== MATERIAL SUPPLIED ==
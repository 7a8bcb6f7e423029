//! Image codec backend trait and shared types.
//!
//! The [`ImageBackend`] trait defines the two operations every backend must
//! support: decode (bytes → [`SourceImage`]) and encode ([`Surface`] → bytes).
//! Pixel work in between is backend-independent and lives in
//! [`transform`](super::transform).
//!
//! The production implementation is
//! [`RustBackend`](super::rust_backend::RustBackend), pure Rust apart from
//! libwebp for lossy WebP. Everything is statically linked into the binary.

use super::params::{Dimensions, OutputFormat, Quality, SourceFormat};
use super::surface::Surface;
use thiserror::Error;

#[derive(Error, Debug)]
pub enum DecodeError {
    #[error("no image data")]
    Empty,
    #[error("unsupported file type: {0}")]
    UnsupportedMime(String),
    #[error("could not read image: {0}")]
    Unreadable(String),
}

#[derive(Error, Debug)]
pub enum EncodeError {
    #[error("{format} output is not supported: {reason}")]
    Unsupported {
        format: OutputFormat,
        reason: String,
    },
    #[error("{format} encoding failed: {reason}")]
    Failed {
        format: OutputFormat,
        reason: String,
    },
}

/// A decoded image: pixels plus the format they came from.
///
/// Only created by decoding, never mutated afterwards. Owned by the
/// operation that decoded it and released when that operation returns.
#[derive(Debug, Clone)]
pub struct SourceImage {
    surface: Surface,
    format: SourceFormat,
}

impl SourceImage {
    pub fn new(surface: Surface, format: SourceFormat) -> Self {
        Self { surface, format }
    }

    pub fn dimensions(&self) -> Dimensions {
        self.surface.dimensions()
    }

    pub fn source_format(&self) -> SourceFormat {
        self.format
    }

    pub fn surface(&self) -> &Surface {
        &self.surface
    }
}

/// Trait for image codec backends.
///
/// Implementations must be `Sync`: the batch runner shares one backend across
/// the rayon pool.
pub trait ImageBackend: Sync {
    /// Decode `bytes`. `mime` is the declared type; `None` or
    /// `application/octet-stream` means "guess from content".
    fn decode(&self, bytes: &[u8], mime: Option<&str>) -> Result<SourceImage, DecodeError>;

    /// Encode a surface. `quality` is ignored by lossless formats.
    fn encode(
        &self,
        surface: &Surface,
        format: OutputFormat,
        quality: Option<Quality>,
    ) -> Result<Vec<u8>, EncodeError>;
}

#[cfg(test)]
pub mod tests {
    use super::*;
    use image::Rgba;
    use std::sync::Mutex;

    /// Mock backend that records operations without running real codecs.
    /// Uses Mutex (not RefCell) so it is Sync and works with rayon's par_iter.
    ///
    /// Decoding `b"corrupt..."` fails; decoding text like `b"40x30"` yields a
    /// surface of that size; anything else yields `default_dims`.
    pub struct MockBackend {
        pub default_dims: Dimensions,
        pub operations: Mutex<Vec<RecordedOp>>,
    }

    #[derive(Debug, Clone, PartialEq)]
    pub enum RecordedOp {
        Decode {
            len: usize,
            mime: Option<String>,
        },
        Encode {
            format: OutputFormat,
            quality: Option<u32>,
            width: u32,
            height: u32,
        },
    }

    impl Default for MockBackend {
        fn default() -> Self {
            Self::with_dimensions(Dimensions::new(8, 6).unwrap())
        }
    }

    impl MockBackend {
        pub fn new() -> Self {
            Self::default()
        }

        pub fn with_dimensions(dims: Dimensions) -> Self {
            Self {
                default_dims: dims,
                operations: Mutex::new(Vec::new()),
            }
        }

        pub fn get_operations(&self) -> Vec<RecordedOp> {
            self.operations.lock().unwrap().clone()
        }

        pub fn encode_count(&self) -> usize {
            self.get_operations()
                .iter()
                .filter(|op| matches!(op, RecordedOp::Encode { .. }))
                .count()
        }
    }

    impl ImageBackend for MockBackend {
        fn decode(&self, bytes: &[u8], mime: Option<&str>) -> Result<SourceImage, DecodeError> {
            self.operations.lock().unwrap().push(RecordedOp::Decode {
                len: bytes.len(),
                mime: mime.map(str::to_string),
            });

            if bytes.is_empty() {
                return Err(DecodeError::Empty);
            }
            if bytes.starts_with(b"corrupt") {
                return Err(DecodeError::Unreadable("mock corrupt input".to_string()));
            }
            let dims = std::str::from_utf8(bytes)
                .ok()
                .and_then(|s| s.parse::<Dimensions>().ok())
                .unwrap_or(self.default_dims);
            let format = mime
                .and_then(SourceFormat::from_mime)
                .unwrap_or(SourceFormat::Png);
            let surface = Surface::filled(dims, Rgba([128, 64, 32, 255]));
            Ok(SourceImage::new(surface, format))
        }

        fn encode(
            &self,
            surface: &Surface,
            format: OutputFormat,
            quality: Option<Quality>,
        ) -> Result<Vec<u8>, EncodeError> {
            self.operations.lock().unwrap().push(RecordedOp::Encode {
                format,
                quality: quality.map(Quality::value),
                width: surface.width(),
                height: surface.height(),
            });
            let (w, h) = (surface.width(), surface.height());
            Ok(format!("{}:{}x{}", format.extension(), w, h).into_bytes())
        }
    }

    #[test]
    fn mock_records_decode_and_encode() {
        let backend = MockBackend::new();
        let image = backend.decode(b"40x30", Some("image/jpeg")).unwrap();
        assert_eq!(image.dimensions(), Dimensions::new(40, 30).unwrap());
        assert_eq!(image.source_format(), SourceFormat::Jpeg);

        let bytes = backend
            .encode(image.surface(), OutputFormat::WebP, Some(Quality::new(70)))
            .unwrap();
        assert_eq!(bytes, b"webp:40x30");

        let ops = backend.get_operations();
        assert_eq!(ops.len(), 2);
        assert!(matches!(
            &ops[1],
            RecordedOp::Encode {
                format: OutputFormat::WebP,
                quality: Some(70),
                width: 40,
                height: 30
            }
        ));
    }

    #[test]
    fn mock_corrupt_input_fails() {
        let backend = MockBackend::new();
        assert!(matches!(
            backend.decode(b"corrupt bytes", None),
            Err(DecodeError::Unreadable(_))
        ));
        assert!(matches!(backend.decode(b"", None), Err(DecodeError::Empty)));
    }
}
===
- EXERCISE REQUIREMENTS -
Where does "RecordedOp" occur in the data? Copy each line that has it.

- SOLUTION -
        pub operations: Mutex<Vec<RecordedOp>>,
    pub enum RecordedOp {
        pub fn get_operations(&self) -> Vec<RecordedOp> {
                .filter(|op| matches!(op, RecordedOp::Encode { .. }))
            self.operations.lock().unwrap().push(RecordedOp::Decode {
            self.operations.lock().unwrap().push(RecordedOp::Encode {
            RecordedOp::Encode {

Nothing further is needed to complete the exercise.